Encouraged by these applications of OK432, we treated refractory chylous leakage using OK432 sclerotherapy for the first time. Chylous leakage stopped immediately after OK432 injection, without any adverse events. The risk of chylous leakage inevitably increases when multiple metastatic lymph nodes are present in the lateral neck [5]. The present series shows that chylous leakage develops despite meticulous care during surgical procedures around the thoracic duct near the lower part of the internal jugular vein. In addition, once chylous leakage develops, identification of the thoracic duct in the surgical field is difficult even under general anesthesia, and ligation often fails, as in cases 1 and 2. Based on our experience with the first two cases, we treated case 3 with OK432 sclerotherapy without attempting ligation. Previous studies have reported the possibility of brachial plexus injury during posterior cervical dissection for surgical repair of a mastoid fistula. In contrast, OK432 sclerotherapy is safe [13]. Case 1 had liver cirrhosis. In cirrhotic patients, the thoracic duct diameter is reported to be two to four times greater with a 3–6-fold increase in ductal flow rate, which causes massive chylous leakage [14]. Although many studies recommend surgical management using octreotide over conservative treatment for chyle leakage in patients with cirrhosis, sclerotherapy was effective in this patient.

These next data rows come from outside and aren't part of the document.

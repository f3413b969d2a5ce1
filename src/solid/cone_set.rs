use tracing::warn;

use crate::error::{ConstructionError, GeometryError, Result};
use crate::math::distance_2d::ray_distance;
use crate::math::meridian::meridian_coordinates;
use crate::math::quadratic::Quadratic;
use crate::math::{Point2, Point3, Vector2, Vector3, TOLERANCE};

use super::{Crossing, RegionMedia, Solid};

/// Which parts of space around the common apex belong to a [`ConeSet`].
#[derive(Debug, Clone, Copy, PartialEq, Eq, Default)]
pub enum ConeSetMode {
    /// Only the cones on the positive side of the apex; `N` regions.
    #[default]
    Forward,
    /// Both nappes of every cone; the space beyond the widest cone is
    /// outside. Regions `N` is a placeholder.
    Double,
    /// Both nappes plus the space beyond the widest cone (region `N`);
    /// covers all of space.
    Full,
}

impl ConeSetMode {
    /// Maps the numeric flag `0`, `1`, `2` to a mode, falling back to
    /// [`ConeSetMode::Forward`] for anything else.
    #[must_use]
    pub fn from_flag(flag: u8) -> Self {
        match flag {
            0 => Self::Forward,
            1 => Self::Double,
            2 => Self::Full,
            other => {
                warn!(flag = other, "unknown cone set flag, using the forward mode");
                Self::Forward
            }
        }
    }
}

/// Cones sharing apex and axis with increasing opening angles.
///
/// Regions are ordered by polar angle from the forward axis: cone `j` on
/// the forward side is region `j`, the gap beyond the widest cone is region
/// `N`, and cone `j` on the backward side is region `2N − j`.
#[derive(Debug, Clone)]
pub struct ConeSet {
    apex: Point3,
    axis: Vector3,
    gammas: Vec<f64>,
    g12: Vec<f64>,
    mode: ConeSetMode,
    media: RegionMedia,
}

impl ConeSet {
    /// Creates the set from the half-angle tangents of its cones.
    ///
    /// # Errors
    ///
    /// Returns an error if the axis has zero length or the tangents are
    /// empty, not positive, or not strictly increasing.
    pub fn new(apex: Point3, axis: Vector3, tangents: &[f64], mode: ConeSetMode) -> Result<Self> {
        let len = axis.norm();
        if len < TOLERANCE {
            return Err(GeometryError::ZeroVector.into());
        }
        if tangents.is_empty() {
            return Err(ConstructionError::Empty("cone tangents").into());
        }
        let mut previous = 0.0;
        for (index, &g) in tangents.iter().enumerate() {
            if !(g > previous) || !g.is_finite() {
                return Err(ConstructionError::NotIncreasing {
                    what: "cone tangents",
                    index,
                }
                .into());
            }
            previous = g;
        }
        let nc = tangents.len();
        let regions = if mode == ConeSetMode::Forward {
            nc
        } else {
            2 * nc + 1
        };
        Ok(Self {
            apex,
            axis: axis / len,
            gammas: tangents.to_vec(),
            g12: tangents.iter().map(|g| 1.0 + g * g).collect(),
            mode,
            media: RegionMedia::empty(regions),
        })
    }

    /// Assigns one medium per region index.
    ///
    /// # Errors
    ///
    /// Returns `ConstructionError::LengthMismatch` unless there is one
    /// entry per region index.
    pub fn with_media(mut self, media: &[usize]) -> Result<Self> {
        self.media = RegionMedia::from_slice(self.region_count(), media)?;
        Ok(self)
    }

    #[must_use]
    pub fn mode(&self) -> ConeSetMode {
        self.mode
    }

    #[must_use]
    pub fn cone_count(&self) -> usize {
        self.gammas.len()
    }

    /// Cone index bounding a region from the axis side.
    fn inner_cone(&self, region: Option<usize>) -> Option<usize> {
        let nc = self.cone_count();
        match region {
            None => Some(nc - 1),
            Some(r) if r == nc => Some(nc - 1),
            Some(0) => None,
            Some(r) if r == 2 * nc => None,
            Some(r) if r < nc => Some(r - 1),
            Some(r) => Some(2 * nc - r - 1),
        }
    }

    fn quadratic(&self, cone: usize, xp: &Vector3, u: &Vector3, aa: f64, b: f64) -> Quadratic {
        let g12 = self.g12[cone];
        Quadratic::new(
            1.0 - b * b * g12,
            u.dot(xp) - aa * b * g12,
            xp.norm_squared() - aa * aa * g12,
        )
    }

    fn outward_normal(&self, cone: usize, hit: &Vector3, lam: f64) -> Vector3 {
        let n = hit - self.axis * (lam * self.g12[cone]);
        let len = n.norm();
        if len > 0.0 {
            n / len
        } else {
            -self.axis
        }
    }

    fn nappe_distance(&self, cone: usize, m: &Point2, forward: bool) -> f64 {
        let dir = if forward {
            Vector2::new(1.0, self.gammas[cone])
        } else {
            Vector2::new(-1.0, self.gammas[cone])
        };
        ray_distance(m, &Point2::origin(), &dir)
    }
}

impl Solid for ConeSet {
    fn region_count(&self) -> usize {
        self.media.len()
    }

    fn is_inside(&self, x: &Point3) -> bool {
        self.is_where(x).is_some()
    }

    fn is_where(&self, x: &Point3) -> Option<usize> {
        let nc = self.cone_count();
        let xp = x - self.apex;
        let aa = xp.dot(&self.axis);
        if self.mode == ConeSetMode::Forward && aa < 0.0 {
            return None;
        }
        let r2 = xp.norm_squared();
        if let Some(j) = self.g12.iter().position(|&g| r2 <= aa * aa * g) {
            return Some(if aa >= 0.0 { j } else { 2 * nc - j });
        }
        (self.mode == ConeSetMode::Full).then_some(nc)
    }

    fn is_real_region(&self, region: usize) -> bool {
        region < self.region_count()
            && !(self.mode == ConeSetMode::Double && region == self.cone_count())
    }

    fn howfar(
        &self,
        region: Option<usize>,
        x: &Point3,
        u: &Vector3,
        max_distance: f64,
    ) -> Option<Crossing> {
        let nc = self.cone_count();
        let xp = x - self.apex;
        let aa = xp.dot(&self.axis);
        let b = u.dot(&self.axis);

        if xp.norm_squared() == 0.0 {
            // No surface normal at the apex; report the reversed direction.
            let next = self.is_where(&(x + u));
            return (next != region).then(|| Crossing::new(next, 0.0, -u.normalize()));
        }

        let beyond_widest = region.is_none() || region == Some(nc);

        if let Some(ci) = self.inner_cone(region) {
            let q = self.quadratic(ci, &xp, u, aa, b);
            let root = if q.is_near_linear() {
                if q.b < 0.0 {
                    q.linear_root()
                } else {
                    None
                }
            } else {
                q.entry_root()
            };

            let mut hit = false;
            if let Some(t) = root.filter(|&t| t >= 0.0) {
                let lam = aa + b * t;
                let next = if beyond_widest {
                    if lam >= 0.0 {
                        Some(nc - 1)
                    } else if self.mode == ConeSetMode::Forward {
                        None
                    } else {
                        Some(nc + 1)
                    }
                } else if lam * aa >= 0.0 {
                    region.map(|r| if lam >= 0.0 { r - 1 } else { r + 1 })
                } else {
                    None
                };
                if let Some(next) = next {
                    hit = true;
                    if t <= max_distance {
                        let normal = self.outward_normal(ci, &(xp + u * t), lam);
                        return Some(Crossing::new(Some(next), t, normal));
                    }
                }
            }
            if beyond_widest || hit {
                return None;
            }
        }

        let r = region?;
        let forward = r < nc;
        let co = if forward { r } else { 2 * nc - r };
        let q = self.quadratic(co, &xp, u, aa, b);
        let root = if q.is_near_linear() {
            if q.b > 0.0 {
                q.linear_root()
            } else {
                None
            }
        } else {
            q.exit_root()
        };
        let t = root.filter(|&t| t >= 0.0)?;
        let lam = aa + b * t;
        if (forward && lam < 0.0) || (!forward && lam > 0.0) || t > max_distance {
            return None;
        }
        let next = if forward { r + 1 } else { r - 1 };
        let next = (next != nc || self.mode == ConeSetMode::Full).then_some(next);
        let normal = -self.outward_normal(co, &(xp + u * t), lam);
        Some(Crossing::new(next, t, normal))
    }

    fn hownear(&self, region: Option<usize>, x: &Point3) -> f64 {
        let nc = self.cone_count();
        let m = meridian_coordinates(x, &self.apex, &self.axis);

        let Some(r) = region.filter(|&r| r != nc) else {
            let widest = nc - 1;
            let forward = self.nappe_distance(widest, &m, true);
            return if self.mode == ConeSetMode::Forward {
                forward
            } else {
                forward.min(self.nappe_distance(widest, &m, false))
            };
        };
        let forward = r < nc;
        let outer = self.nappe_distance(if forward { r } else { 2 * nc - r }, &m, forward);
        match self.inner_cone(region) {
            Some(ci) => outer.min(self.nappe_distance(ci, &m, forward)),
            None => outer,
        }
    }

    fn medium(&self, region: usize) -> Option<usize> {
        self.media.get(region)
    }
}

Although no adverse effects were observed in any patient in the present series, infusion reactions such as local pain, inflammation, edema, and fever should be considered as possible complications of OK432 injection, based on the experience with other cystic lesions in the head and neck. Our current strategy for patients with chylous leakage after ND is to open the wound and insert a Penrose drain. If the chyle leakage does not stop after several days of compression, we inject OK432, remove the Penrose drain, and apply compression. In all cases, the chylous leakage stopped, and the patient recovered without any adverse events.

CONCLUSION

Herein, we reported three cases of refractory chylous leakage after ND that were successfully treated with OK432 sclerotherapy without any complications. Although the number of patients was small, we recommend OK432 sclerotherapy as a safe and effective treatment option for patients with refractory chylous leakage after ND.

CONFLICT OF INTEREST STATEMENT

None declared.

FUNDING

None.

ETHICS APPROVAL

The Ethics Committee confirms that ethics approval for case reports or case series is waived.